Top of DATASET CONTENT

//! # Project Cards CLI (`pcards`)
//!
//! ## Commands
//!
//! | Command | Description |
//! |---------|-------------|
//! | `pcards init` | Create the SQLite database and schema |
//! | `pcards sync` | Ingest the configured workbook, replacing stored projects |
//! | `pcards search "<query>"` | Fuzzy search over projects |
//! | `pcards get <id>` | Show one project |
//! | `pcards list` | List all projects |
//! | `pcards delete <id>` | Delete one project |
//! | `pcards serve` | Start the HTTP API |
//!
//! Log verbosity follows `RUST_LOG` (default `info`); logs go to stderr.

use clap::{Parser, Subcommand};
use std::path::PathBuf;
use tracing_subscriber::EnvFilter;

use project_cards::{config, ingest, migrate, projects, search, server};

/// Project Cards CLI: a spreadsheet-backed catalog of construction projects
/// with fuzzy search.
#[derive(Parser)]
#[command(name = "pcards", version, about)]
struct Cli {
    /// Path to configuration file (TOML).
    #[arg(long, global = true, default_value = "./config/pcards.toml")]
    config: PathBuf,

    #[command(subcommand)]
    command: Commands,
}

#[derive(Subcommand)]
enum Commands {
    /// Initialize the database schema. Safe to run repeatedly.
    Init,

    /// Ingest the configured workbook.
    ///
    /// Replaces every stored project with the rows of the sheet. A source
    /// that cannot be read, or that holds no data rows, leaves the store
    /// untouched.
    Sync {
        /// Fetch and parse only; report counts without writing.
        #[arg(long)]
        dry_run: bool,
    },

    /// Fuzzy search over titles, addresses, statuses and responsible persons.
    Search {
        query: String,

        /// Maximum number of results (defaults to `retrieval.final_limit`).
        #[arg(long)]
        limit: Option<usize>,

        /// Print the composite query before the results.
        #[arg(long)]
        explain: bool,
    },

    /// Show one project by id.
    Get { id: String },

    /// List all projects.
    List,

    /// Delete one project by id.
    Delete { id: String },

    /// Start the HTTP API.
    ///
    /// Runs one ingestion cycle first when a spreadsheet is configured.
    Serve,
}

#[tokio::main]
async fn main() -> anyhow::Result<()> {
    tracing_subscriber::fmt()
        .with_env_filter(
            EnvFilter::try_from_default_env().unwrap_or_else(|_| EnvFilter::new("info")),
        )
        .with_writer(std::io::stderr)
        .init();

    let cli = Cli::parse();
    let cfg = config::load_config(&cli.config)?;

    match cli.command {
        Commands::Init => {
            migrate::run_migrations(&cfg).await?;
            println!("Database initialized successfully.");
        }
        Commands::Sync { dry_run } => {
            ingest::run_sync(&cfg, dry_run).await?;
        }
        Commands::Search {
            query,
            limit,
            explain,
        } => {
            search::run_search(&cfg, &query, limit, explain).await?;
        }
        Commands::Get { id } => {
            projects::run_get(&cfg, &id).await?;
        }
        Commands::List => {
            projects::run_list(&cfg).await?;
        }
        Commands::Delete { id } => {
            projects::run_delete(&cfg, &id).await?;
        }
        Commands::Serve => {
            server::run_server(&cfg).await?;
        }
    }

    Ok(())
}
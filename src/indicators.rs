//! Indicator table cells.
//!
//! The indicators column carries a hand-edited JSON blob in one of two
//! shapes. The current shape is an array of indicator objects:
//!
//! ```json
//! [{"indicator_name": "Area", "sections": [{"number": "S1", "amount": "10"}], "total": "10"}]
//! ```
//!
//! The legacy shape is the flattened table itself:
//!
//! ```json
//! {"Area": {"S1": "10", "total": "10"}}
//! ```
//!
//! Both decode to the same [`Indicators`] map. Before decoding, two repairs
//! are applied for malformed input seen in real exports: trailing commas
//! before a closing bracket, and an unterminated `"amount": "-` value. No
//! other repair is attempted.

use regex::Regex;
use serde::Deserialize;
use serde_json::Value;
use std::collections::BTreeMap;
use std::sync::LazyLock;
use tracing::{debug, warn};

use crate::models::{Indicators, TOTAL_KEY};

static TRAILING_COMMA: LazyLock<Regex> =
    LazyLock::new(|| Regex::new(r",\s*([}\]])").expect("valid trailing comma pattern"));

static OPEN_DASH_AMOUNT: LazyLock<Regex> =
    LazyLock::new(|| Regex::new(r#""amount":\s*"-\s+\}"#).expect("valid dash amount pattern"));

/// Why an indicator blob could not be decoded.
#[derive(Debug)]
pub enum IndicatorError {
    /// The array shape failed to decode.
    ArrayShape(serde_json::Error),
    /// The legacy object shape failed to decode.
    ObjectShape(serde_json::Error),
    /// A legacy table cell held an object or array instead of a scalar.
    NonScalarValue { indicator: String, section: String },
}

impl std::fmt::Display for IndicatorError {
    fn fmt(&self, f: &mut std::fmt::Formatter<'_>) -> std::fmt::Result {
        match self {
            IndicatorError::ArrayShape(e) => write!(f, "invalid indicator array: {}", e),
            IndicatorError::ObjectShape(e) => write!(f, "invalid indicator table: {}", e),
            IndicatorError::NonScalarValue { indicator, section } => write!(
                f,
                "indicator '{}' section '{}' is not a scalar value",
                indicator, section
            ),
        }
    }
}

impl std::error::Error for IndicatorError {}

#[derive(Debug, Deserialize)]
struct IndicatorEntry {
    indicator_name: Option<String>,
    #[serde(default)]
    sections: Option<Vec<SectionEntry>>,
    #[serde(default)]
    total: Option<String>,
}

#[derive(Debug, Deserialize)]
struct SectionEntry {
    #[serde(default)]
    number: Option<String>,
    #[serde(default)]
    amount: Option<String>,
}

/// Decodes an indicator cell, degrading to an empty table on any failure.
///
/// Failures are logged and never propagated: a broken indicator cell must
/// not prevent the rest of the record from being stored.
pub fn parse(text: &str) -> Indicators {
    match try_parse(text) {
        Ok(indicators) => indicators,
        Err(e) => {
            warn!(error = %e, raw = text, "failed to parse indicators, using empty table");
            Indicators::new()
        }
    }
}

/// Decodes an indicator cell, reporting why it failed.
///
/// Blank input is an empty table, not an error.
pub fn try_parse(text: &str) -> Result<Indicators, IndicatorError> {
    if text.trim().is_empty() {
        return Ok(Indicators::new());
    }

    let repaired = repair(text);
    if repaired != text {
        debug!(raw = text, repaired = %repaired, "repaired indicators blob");
    }

    if repaired.trim_start().starts_with('[') {
        parse_array_shape(&repaired)
    } else {
        parse_object_shape(&repaired)
    }
}

/// Applies the two known repairs for malformed exports.
pub fn repair(text: &str) -> String {
    let without_trailing_commas = TRAILING_COMMA.replace_all(text, "$1");
    OPEN_DASH_AMOUNT
        .replace_all(&without_trailing_commas, r#""amount": "-"}"#)
        .into_owned()
}

fn parse_array_shape(text: &str) -> Result<Indicators, IndicatorError> {
    let entries: Vec<IndicatorEntry> =
        serde_json::from_str(text).map_err(IndicatorError::ArrayShape)?;

    let mut indicators = Indicators::new();
    for entry in entries {
        let Some(name) = entry.indicator_name else {
            continue;
        };

        let mut sections = BTreeMap::new();
        for section in entry.sections.unwrap_or_default() {
            if let (Some(number), Some(amount)) = (section.number, section.amount) {
                sections.insert(number, amount);
            }
        }
        if let Some(total) = entry.total {
            sections.insert(TOTAL_KEY.to_string(), total);
        }

        // Later entries with the same name replace earlier ones.
        indicators.insert(name, sections);
    }
    Ok(indicators)
}

fn parse_object_shape(text: &str) -> Result<Indicators, IndicatorError> {
    let table: BTreeMap<String, BTreeMap<String, Value>> =
        serde_json::from_str(text).map_err(IndicatorError::ObjectShape)?;

    let mut indicators = Indicators::new();
    for (name, sections) in table {
        let mut values = BTreeMap::new();
        for (section, value) in sections {
            let amount = match value {
                Value::Null => continue,
                Value::String(s) => s,
                Value::Number(n) => n.to_string(),
                Value::Bool(b) => b.to_string(),
                Value::Array(_) | Value::Object(_) => {
                    return Err(IndicatorError::NonScalarValue {
                        indicator: name,
                        section,
                    })
                }
            };
            values.insert(section, amount);
        }
        indicators.insert(name, values);
    }
    Ok(indicators)
}

#[cfg(test)]
mod tests {
    use super::*;

    fn area_table() -> Indicators {
        let mut sections = BTreeMap::new();
        sections.insert("S1".to_string(), "10".to_string());
        sections.insert("total".to_string(), "10".to_string());
        let mut expected = Indicators::new();
        expected.insert("Area".to_string(), sections);
        expected
    }

    #[test]
    fn test_object_shape() {
        assert_eq!(parse(r#"{"Area":{"S1":"10","total":"10"}}"#), area_table());
    }

    #[test]
    fn test_array_shape_flattens_to_same_table() {
        let input = r#"[{"indicator_name":"Area","sections":[{"number":"S1","amount":"10"}],"total":"10"}]"#;
        assert_eq!(parse(input), area_table());
    }

    #[test]
    fn test_object_shape_written_back_parses_equal() {
        let json = serde_json::to_string(&area_table()).unwrap();
        assert_eq!(parse(&json), area_table());
    }

    #[test]
    fn test_trailing_commas_are_repaired() {
        let input = r#"{"Area":{"S1":"10","total":"10",},}"#;
        assert_eq!(parse(input), area_table());

        let input = r#"[{"indicator_name":"Area","sections":[{"number":"S1","amount":"10"},],"total":"10"},]"#;
        assert_eq!(parse(input), area_table());
    }

    #[test]
    fn test_open_dash_amount_is_repaired() {
        let input = r#"[{"indicator_name":"Floors","sections":[{"number":"S1","amount": "- }]}]"#;
        let table = try_parse(input).unwrap();
        assert_eq!(table["Floors"]["S1"], "-");
        assert!(!table["Floors"].contains_key("total"));
    }

    #[test]
    fn test_array_skips_nameless_and_incomplete_entries() {
        let input = r#"[
            {"sections":[{"number":"S1","amount":"1"}]},
            {"indicator_name":"Height","sections":[{"number":null,"amount":"5"},{"number":"S2"},{"number":"S3","amount":"7"}]}
        ]"#;
        let table = parse(input);
        assert_eq!(table.len(), 1);
        assert_eq!(table["Height"].len(), 1);
        assert_eq!(table["Height"]["S3"], "7");
    }

    #[test]
    fn test_array_duplicate_name_last_wins() {
        let input = r#"[
            {"indicator_name":"Area","total":"1"},
            {"indicator_name":"Area","total":"2"}
        ]"#;
        let table = parse(input);
        assert_eq!(table["Area"]["total"], "2");
        assert_eq!(table["Area"].len(), 1);
    }

    #[test]
    fn test_object_shape_accepts_scalar_numbers() {
        let table = parse(r#"{"Area":{"S1":10,"S2":null}}"#);
        assert_eq!(table["Area"]["S1"], "10");
        assert!(!table["Area"].contains_key("S2"));
    }

    #[test]
    fn test_invalid_text_is_empty_table() {
        assert!(parse("definitely not json").is_empty());
        assert!(parse("[{\"indicator_name\": 5}]").is_empty());
        assert!(parse(r#"{"Area":{"S1":{"nested":"x"}}}"#).is_empty());
        assert!(matches!(
            try_parse("{oops"),
            Err(IndicatorError::ObjectShape(_))
        ));
        assert!(matches!(
            try_parse("[oops"),
            Err(IndicatorError::ArrayShape(_))
        ));
    }

    #[test]
    fn test_blank_is_empty_table() {
        assert!(parse("").is_empty());
        assert!(parse("  \n").is_empty());
    }
}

Bottom of DATASET CONTENT

PROBLEM DETAILS -
What you return should be exactly the lines above, starting at the one with "return Ok(Indicators::new());" and ending at the one with "if let (Some(number), Some(amount))", and nothing else.

RESPONSE -
        return Ok(Indicators::new());
    }

    let repaired = repair(text);
    if repaired != text {
        debug!(raw = text, repaired = %repaired, "repaired indicators blob");
    }

    if repaired.trim_start().starts_with('[') {
        parse_array_shape(&repaired)
    } else {
        parse_object_shape(&repaired)
    }
}

/// Applies the two known repairs for malformed exports.
pub fn repair(text: &str) -> String {
    let without_trailing_commas = TRAILING_COMMA.replace_all(text, "$1");
    OPEN_DASH_AMOUNT
        .replace_all(&without_trailing_commas, r#""amount": "-"}"#)
        .into_owned()
}

fn parse_array_shape(text: &str) -> Result<Indicators, IndicatorError> {
    let entries: Vec<IndicatorEntry> =
        serde_json::from_str(text).map_err(IndicatorError::ArrayShape)?;

    let mut indicators = Indicators::new();
    for entry in entries {
        let Some(name) = entry.indicator_name else {
            continue;
        };

        let mut sections = BTreeMap::new();
        for section in entry.sections.unwrap_or_default() {
            if let (Some(number), Some(amount)) = (section.number, section.amount) {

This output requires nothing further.